28 June 2008

Johnstown, PA - Cambria City, represent!

Confidential to Christina -- I swear I was going to do a post about this!

I've been doing things Rusyn for quite a long time, mostly as part of an organized group doing some public program to promote things Rusyn -- but this post shows a progression of Rusyn culture in America. Why? Because this event of Rusyns was developed organically, thematically and anarchistically. A bunch of Rusyns got together to do something highly related to being Rusyn, almost spontaneously though also very planned. It was a great time, and something that I hope happens elsewhere, because it is culture-building.

The day started with visits to the main places of the American Carpatho-Russian Greek Catholic Orthodox Church -- we went to liturgy, to the chancery, to the seminary. After that, a great lunch at a Johnstown restaurant, and finally what was for me the main attraction -- the Heritage Discovery Center.

It's relatively new, and so the museology is new. Like at the Holocaust Memorial Museum in Washington, DC, you are given a person to follow through the museum -- I think they had 8 or 10 people to choose from in Johnstown. I was a young female immigrant from Calabria who came to America to get married -- but being the museum geek that I am, I also waited around every kiosk where you scan your card so that I could see what the other ones were like also. They definitely represent a cross-section of the diverse groups who came to Johnstown.

We had a rather lengthy introduction at the ticket desk, which contextualized the mass immigration to the US between 1870-1920ish as the result of mass depopulation after the Civil War -- maybe that's one reason, but I think that the whole situation is much more nuanced than just that. Then, the only negative sort of thing that happened there: at the end of his talk, the introducer mentioned that at the end, we would be asked at a kiosk "Should we allow more immigrants into the United States?" and that we should answer yes, because then we would find out what really happened to the person we had gone with through the museum. I don't know how often this guy works, and I was happy to see that people overwhelmingly said yes, but it wasn't really good of him to give us that information and I definitely think the results are skewed, as much as I'd like to think that visiting the Heritage Discovery Center helps people to remember that they are descendants of (often illiterate, non Anglophone) immigrants so that they change their stance on people who immigrate to the US today.

The visit is a well-organized forced-path experiential-learning extravaganza:
(click to enlarge photos)

First, you arrive at Ellis Island, where the train ticket agent calls you a unwashed idiot or something xenophobic, and then you sit in the train station in Johnstown watching trains arrive and people meet their friends and relatives who have just arrived in America (above).

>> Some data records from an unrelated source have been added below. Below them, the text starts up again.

//! Create a new blog post or project

use anyhow::{Context, Result};
use chrono::Datelike;
use std::fs;
use std::path::PathBuf;

use crate::content::markdown;
use crate::content::{BlogPost, EntryId, Progress, Project, ProjectType, DEFAULT_GRADIENT};
use crate::helpers;
use crate::Folio;

/// Author-supplied fields for a new entry
#[derive(Debug, Clone, Default)]
pub struct Draft {
    pub title: String,
    pub excerpt: String,
    pub category: Option<String>,
    /// Tags for a post, tech for a project
    pub labels: Vec<String>,
    pub featured_image: Option<String>,
    pub gradient_id: Option<String>,
    pub read_time: Option<String>,
    /// Markdown body; a scaffold is used when absent
    pub content: Option<String>,
}

impl Draft {
    pub fn slug(&self) -> String {
        helpers::slugify(&self.title)
    }

    /// Blog post dated today
    pub fn to_post(&self, id: EntryId) -> BlogPost {
        let content = self
            .content
            .clone()
            .unwrap_or_else(|| post_scaffold(&self.title));
        let read_time = self
            .read_time
            .clone()
            .unwrap_or_else(|| markdown::estimate_read_time(&content));

        BlogPost {
            id,
            slug: self.slug(),
            title: self.title.clone(),
            excerpt: self.excerpt.clone(),
            featured_image: self.featured_image.clone().filter(|s| !s.is_empty()),
            gradient_id: self.gradient_id(),
            content,
            date: Some(helpers::today()),
            read_time,
            tags: self.labels.clone(),
            category: self.category.clone(),
            slideshows: Vec::new(),
        }
    }

    /// Detailed project started this year
    pub fn to_project(&self, id: EntryId) -> Project {
        let now = chrono::Local::now();

        Project {
            id,
            slug: self.slug(),
            title: self.title.clone(),
            subtitle: self.excerpt.clone(),
            year: Some(now.year()),
            kind: ProjectType::Detailed,
            github: None,
            external: None,
            tech: self.labels.clone(),
            category: self.category.clone(),
            gradient_id: self.gradient_id(),
            featured_image: self.featured_image.clone().filter(|s| !s.is_empty()),
            excerpt: self.excerpt.clone(),
            progress: Progress::InProgress,
            date_started: now.format("%B %Y").to_string(),
            date_end: String::new(),
            slideshows: Vec::new(),
            content: self
                .content
                .clone()
                .unwrap_or_else(|| project_scaffold(&self.title)),
        }
    }

    fn gradient_id(&self) -> String {
        self.gradient_id
            .clone()
            .filter(|s| !s.is_empty())
            .unwrap_or_else(|| DEFAULT_GRADIENT.to_string())
    }
}

/// Split a comma-separated list, dropping blank items
pub fn split_list(s: &str) -> Vec<String> {
    s.split(',')
        .map(str::trim)
        .filter(|item| !item.is_empty())
        .map(str::to_string)
        .collect()
}

/// Timestamp id for a newly authored entry
pub fn new_id() -> EntryId {
    EntryId::Number(chrono::Local::now().timestamp_millis().into())
}

fn post_scaffold(title: &str) -> String {
    format!(
        r#"
# {title}

Write your blog post content here...

## Introduction

Start with an engaging introduction...

## Main Content

Add your main content here...

## Conclusion

Wrap up your post with a strong conclusion...
"#
    )
}

fn project_scaffold(title: &str) -> String {
    format!(
        r#"
# {title}

## Overview

What the project is and why it exists...

## How It Works

Describe the design and the interesting parts...

## Results

What came out of it...
"#
    )
}

/// Write the scaffold for a blog post into the blog directory
pub fn create_post(folio: &Folio, draft: &Draft) -> Result<PathBuf> {
    let post = draft.to_post(new_id());
    let document = post.to_frontmatter()?;
    write_new(&folio.blog_dir, &post.slug, &document)
}

/// Write the scaffold for a project into the projects directory
pub fn create_project(folio: &Folio, draft: &Draft) -> Result<PathBuf> {
    let project = draft.to_project(new_id());
    let document = project.to_frontmatter()?;
    write_new(&folio.projects_dir, &project.slug, &document)
}

fn write_new(dir: &std::path::Path, slug: &str, document: &str) -> Result<PathBuf> {
    if slug.is_empty() {
        anyhow::bail!("Title does not produce a usable slug");
    }

    fs::create_dir_all(dir).with_context(|| format!("Failed to create {:?}", dir))?;
    let file_path = dir.join(format!("{}.md", slug));
    if file_path.exists() {
        anyhow::bail!("File already exists: {:?}", file_path);
    }

    fs::write(&file_path, document).with_context(|| format!("Failed to write {:?}", file_path))?;
    Ok(file_path)
}

/// Run the new command
pub fn run(folio: &Folio, draft: &Draft, project: bool) -> Result<()> {
    let (path, kind, build) = if project {
        (create_project(folio, draft)?, "Project", "build-projects")
    } else {
        (create_post(folio, draft)?, "Blog post", "build-blog")
    };

    println!("✅ {} created successfully!", kind);
    println!("📁 File: {}", path.display());
    println!("🔗 Slug: {}", draft.slug());
    println!();
    println!("📝 Next steps:");
    println!("1. Edit the content in {}", path.display());
    println!("2. Run 'folio {}' to regenerate the data module", build);
    println!("3. Start the dev server with 'folio dev'");
    Ok(())
}
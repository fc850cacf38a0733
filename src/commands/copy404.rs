//! Single-page-app fallback for static hosting

use anyhow::{Context, Result};
use std::fs;
use std::path::PathBuf;

use crate::Folio;

/// Copy the bundler's `index.html` to `404.html` so unknown routes load the app
pub fn run(folio: &Folio) -> Result<PathBuf> {
    let dist_dir = folio.base_dir.join(&folio.config.dev.dist_dir);
    let index = dist_dir.join("index.html");
    let not_found = dist_dir.join("404.html");

    fs::copy(&index, &not_found)
        .with_context(|| format!("Error creating 404.html from {:?}", index))?;

    tracing::info!("Copied {:?} to {:?}", index, not_found);
    Ok(not_found)
}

At various points throughout the exhibition, you can listen to actors reading first-hand accounts of immigration narratives. I tend to have a problem with faux accents in museum settings -- this is a trick also used at another great museum about immigration, the Lower East Side Tenement Museum -- I don't think that the device really helps explain the situation, and it comes off as cheesy, crude and gimmicky. Here though, I really liked this diorama/sound bank. It looked great and served its purpose really well -- you can see how well designed the HDC is.


The interactives were fun for everyone. One was about separating coal from rocks on a moving conveyor belt, which was also really fun and showed how labor-intensive industry was at that time. They also really make it clear that they (established WASP boss people) felt that these dangerous jobs were unskilled labor, which I think is far from the truth.


Personally, I would have loved to have learned more about labor organizing, but I also know that a lot of immigrants, especially from eastern Europe, were not interested in being organized. It's really enough of a topic for a stand-alone exhibit. Again, amazing design with a standard style that just really worked throughout the galleries.

Not content to see just one museum in Johnstown, we also went over to the Johnstown Flood Museum.

Mostly I hissed at the arrogance of the wealthy who caused the flood, and wished that Alexander Berkman had succeeded. The museum is small, but also really well done, and brings the situation to the present with a photo gallery of contemporary Johnstown -- how far things have come... Pennsylvanians really get off on lighted 3D map displays in museums (cf. Gettysburg), but they're so cool because they really are helpful and it's nice to not be looking at some computer-generated thing.

Our day ended with a trip up and down the world's steepest inclined plane that can also hold 3 cars:
We got drinks at the top. / It was vertigo-inducing.